Born in Spain Picasso was, from the outset, noticed as a child prodigy by his art teacher father. Indeed, the Museo de Picasso in Barcelona is dedicated almost exclusively to his very early paintings and sculptures. By the time he was a teenager Picasso began to frequent the more Bohemian outlets of Barcelona, where his inquisition acted like a sponge for the diversity of influences all around him. Inevitably, Picasso moved briefly to the capital of art, Paris, where he was further exposed to the rich variety of expressions prevalent at the fin‑de‑siecle. One can see these formative years as essential in the development of the discernibly different styles that Picasso adopted in his adult life.

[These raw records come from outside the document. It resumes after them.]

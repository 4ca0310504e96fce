use chrono::{NaiveDate, NaiveDateTime, Utc};
use history_sync_models::{
    InterestEntry, InterestMap, MediaKind, RawRecord, ResolvedRecord, SubjectId, TimeSource, WatchTime,
};
use history_sync_sources::SubjectDetailSource;
use tracing::{debug, warn};

use crate::classifier::{classify_type, extract_season};
use crate::time::{midday_utc, source_to_utc, utc_to_source};

/// Tiers in precedence order. A later tier only runs while the best value so
/// far is less precise than what it could produce.
const TIER_CHAIN: [TimeSource; 3] = [
    TimeSource::InterestFeed,
    TimeSource::PageDate,
    TimeSource::DeepFetch,
];

#[derive(Debug, Clone, Copy, Default)]
pub struct DeepRefineOptions {
    pub enabled: bool,
    /// Skip records whose page date is more than this many days before today
    pub window_days: Option<i64>,
}

/// Outcome of time resolution for one record.
#[derive(Debug, Clone, Default, PartialEq)]
pub struct Resolution {
    pub watched_at: Option<WatchTime>,
    /// Kind reported by the deep fetch, then the feed
    pub kind: Option<MediaKind>,
    /// A deep per-subject request was issued
    pub deep_fetched: bool,
}

#[derive(Debug, Default)]
struct TierOutcome {
    time: Option<WatchTime>,
    kind: Option<MediaKind>,
}

/// Reconciles each record's watch time from the interest feed, the page date
/// and, when enabled, a deep per-subject fetch.
pub struct TimeResolver<'a> {
    interests: &'a InterestMap,
    detail: Option<&'a dyn SubjectDetailSource>,
    deep: DeepRefineOptions,
    today: NaiveDate,
}

impl<'a> TimeResolver<'a> {
    pub fn new(interests: &'a InterestMap) -> Self {
        Self {
            interests,
            detail: None,
            deep: DeepRefineOptions::default(),
            today: utc_to_source(Utc::now()).date(),
        }
    }

    pub fn with_deep_refine(mut self, detail: &'a dyn SubjectDetailSource, options: DeepRefineOptions) -> Self {
        self.detail = Some(detail);
        self.deep = options;
        self
    }

    /// Pin "today" for the look-back window.
    pub fn with_today(mut self, today: NaiveDate) -> Self {
        self.today = today;
        self
    }

    /// Classify and time one raw record.
    pub async fn resolve_record(&self, raw: &RawRecord) -> (ResolvedRecord, Resolution) {
        let resolution = self.resolve_time(raw).await;
        let kind = resolution
            .kind
            .or(raw.kind_hint)
            .unwrap_or_else(|| classify_type(&raw.title));
        let season = match kind {
            MediaKind::Show => raw.season_hint.or_else(|| extract_season(&raw.title)),
            MediaKind::Movie => None,
        };
        let record = ResolvedRecord::new(raw, kind, season, resolution.watched_at);
        (record, resolution)
    }

    /// Run the tier chain for one record. Tier failures never surface; the
    /// worst case is no time at all.
    pub async fn resolve_time(&self, raw: &RawRecord) -> Resolution {
        let subject = raw.subject_id();
        let mut resolution = Resolution::default();
        let mut feed_kind = None;
        let mut deep_kind = None;

        for tier in TIER_CHAIN {
            if resolution.watched_at.is_some_and(|w| !w.is_day_granularity()) {
                break;
            }

            let outcome = match tier {
                TimeSource::InterestFeed => self.from_interest_feed(subject.as_ref(), raw.page_date),
                TimeSource::PageDate => TierOutcome {
                    time: raw
                        .page_date
                        .and_then(midday_utc)
                        .map(|at| WatchTime::new(at, TimeSource::PageDate)),
                    kind: None,
                },
                TimeSource::DeepFetch => {
                    let Some(subject) = subject.as_ref().filter(|_| self.deep_allowed(raw.page_date)) else {
                        continue;
                    };
                    resolution.deep_fetched = true;
                    self.from_deep_fetch(subject).await
                }
                TimeSource::Imported => continue,
            };

            match tier {
                TimeSource::InterestFeed => feed_kind = outcome.kind,
                TimeSource::DeepFetch => deep_kind = outcome.kind,
                _ => {}
            }

            if let Some(candidate) = outcome.time {
                let better = resolution
                    .watched_at
                    .map_or(true, |best| candidate.precision() > best.precision());
                if better {
                    resolution.watched_at = Some(candidate);
                }
            }
        }

        resolution.kind = deep_kind.or(feed_kind);
        debug!(
            title = %raw.title,
            source = ?resolution.watched_at.map(|w| w.source),
            deep = resolution.deep_fetched,
            "Resolved watch time"
        );
        resolution
    }

    fn deep_allowed(&self, page_date: Option<NaiveDate>) -> bool {
        if !self.deep.enabled || self.detail.is_none() {
            return false;
        }
        match (self.deep.window_days, page_date) {
            (Some(window), Some(date)) => (self.today - date).num_days() <= window,
            _ => true,
        }
    }

    fn from_interest_feed(&self, subject: Option<&SubjectId>, page_date: Option<NaiveDate>) -> TierOutcome {
        let Some(subject) = subject else {
            return TierOutcome::default();
        };
        let time = pick_closest_entry(self.interests.entries_for(subject), page_date)
            .map(|entry| WatchTime::new(source_to_utc(entry.created_at), TimeSource::InterestFeed));
        TierOutcome {
            time,
            kind: self.interests.kind_for(subject),
        }
    }

    async fn from_deep_fetch(&self, subject: &SubjectId) -> TierOutcome {
        let Some(detail_source) = self.detail else {
            return TierOutcome::default();
        };
        match detail_source.fetch_subject_detail(subject).await {
            Ok(Some(detail)) => TierOutcome {
                time: detail
                    .created_at
                    .map(|local| WatchTime::new(source_to_utc(local), TimeSource::DeepFetch)),
                kind: detail.kind,
            },
            Ok(None) => TierOutcome::default(),
            Err(e) => {
                warn!(subject_id = %subject, error = %e, "Deep fetch failed, keeping coarser time");
                TierOutcome::default()
            }
        }
    }
}

/// Entry whose calendar day is closest to the page date, preferring the later
/// clock time on ties. Without a page date the newest entry wins.
pub fn pick_closest_entry(entries: &[InterestEntry], page_date: Option<NaiveDate>) -> Option<&InterestEntry> {
    let Some(page_date) = page_date else {
        return entries.iter().max_by_key(|e| e.created_at);
    };
    let distance = |at: NaiveDateTime| (at.date() - page_date).num_days().abs();
    entries
        .iter()
        .min_by(|a, b| {
            distance(a.created_at)
                .cmp(&distance(b.created_at))
                .then_with(|| b.created_at.cmp(&a.created_at))
        })
}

First he experimented with realism and caricature, heavily influenced by his time in Paris. Commentators have since labelled his next two phases as the “Blue Period” and the “Rose Period” respectively. During the “Blue Period” (1901‑1904), Picasso relied heavily on a blue palette for his paintings, where he focused excessively on the traditional outsiders of society to tell his story: beggars, prostitutes and vagrants make up the bulk of the actors in this phase of his life. In contrast, the “Rose Period” (1904‑1905) used as its focal point less wretched members of society, though he still accented the ridiculous: clowns, trapeze artists and other circus personnel tended to constitute the majority of his work during this epoch. Apart from bequeathing such classics as the Blue Period’s La Vie (1903) and the Rose Period’s Family of Saltimbanques (1905), the work of Picasso during the very early years of the twentieth century also highlights the tendencies of an artist who is unwilling to be pigeon‑holed as an exponent of only one type of art. His greatness came from his ability to transcend certain artistic genres without ever losing any credibility or acumen.

Next Picasso travelled to Holland where he was greatly influenced by the classical paintings of Greek mythology. He returned to Paris where he was intrigued and challenged by the ground‑breaking Fauvist work of Matisse, which used familiarly grotesque themes to Picasso’s “Blue Period”.  The caricature‑like nature of Matisse’s work inspired Picasso to experiment with ancient, primitive art, especially that which so influenced the Iberian culture from where he hailed. With Spain being positioned so close to Africa, Picasso naturally, “appropriated African art in the development of modern styles,” and his primitive experimentation ought to be seen as the key development in his embracement of Cubism, the style for which he remains most noted internationally today. Picasso’s incorporation of African influences into his own sculptures constituted the first time when he consciously used his art as a vehicle to voice his concerns over the state of the modern world in which he lived. “It allowed him to confront his audience with their own assumptions about ‘Africa’ and the relation of Picasso’s work to that highly publicised discourse.”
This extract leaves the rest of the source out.